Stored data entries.
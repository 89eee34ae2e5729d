//! Sync command implementation.

use crate::context::{CliResult, Context};
use sessync_engine::SyncReport;
use std::fmt::Write;
use tracing::warn;

/// Runs the sync command.
pub fn run(ctx: &Context, max_iterations: Option<u32>, merge_before_upload: bool) -> CliResult<()> {
    let mut config = ctx.sync_config().with_merge_before_upload(merge_before_upload);
    if let Some(max) = max_iterations {
        config = config.with_max_iterations(max);
    }

    let sync = ctx.synchronizer(config)?;
    let report = sync.synchronize()?;
    if report.cap_reached {
        warn!("Sessions kept changing; run sync again to finish");
    }
    print!("{}", render(&report));

    if report.failed() > 0 {
        return Err(format!("{} action(s) failed", report.failed()).into());
    }
    Ok(())
}

fn render(report: &SyncReport) -> String {
    let mut out = String::new();
    for (i, result) in report.results.iter().enumerate() {
        let _ = writeln!(
            out,
            "Pass {}: {} succeeded, {} failed, {} skipped",
            i + 1,
            result.succeeded.len(),
            result.failed.len(),
            result.skipped.len()
        );
        let mut failed: Vec<_> = result.failed.iter().collect();
        failed.sort_by_key(|(id, _)| **id);
        for (id, err) in failed {
            let _ = writeln!(out, "  {id}: {err}");
        }
    }
    let status = if report.converged {
        "converged"
    } else {
        "not converged"
    };
    let _ = writeln!(
        out,
        "Sync {status} after {} iteration(s)",
        report.iterations
    );
    out
}

#[cfg(test)]
mod tests {
    use super::*;
    use sessync_engine::{SyncError, SyncResult};
    use uuid::Uuid;

    #[test]
    fn reports_each_pass_and_failures() {
        let failed_id = Uuid::from_u128(3);
        let mut first = SyncResult::new();
        first.succeeded.push(Uuid::from_u128(1));
        first
            .failed
            .insert(failed_id, SyncError::ArchiveMissing(failed_id));
        let report = SyncReport {
            iterations: 1,
            converged: true,
            cap_reached: false,
            results: vec![first],
        };

        let out = render(&report);

        assert!(out.contains("Pass 1: 1 succeeded, 1 failed, 0 skipped"));
        assert!(out.contains(&failed_id.to_string()));
        assert!(out.ends_with("Sync converged after 1 iteration(s)\n"));
    }

    #[test]
    fn empty_report_still_has_status() {
        let report = SyncReport {
            iterations: 1,
            converged: true,
            ..Default::default()
        };
        assert_eq!(render(&report), "Sync converged after 1 iteration(s)\n");
    }
}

Instructions to follow. Sift the data above for lines with "CliResult", then copy each one.

Answer to this exercise.
use crate::context::{CliResult, Context};
pub fn run(ctx: &Context, max_iterations: Option<u32>, merge_before_upload: bool) -> CliResult<()> {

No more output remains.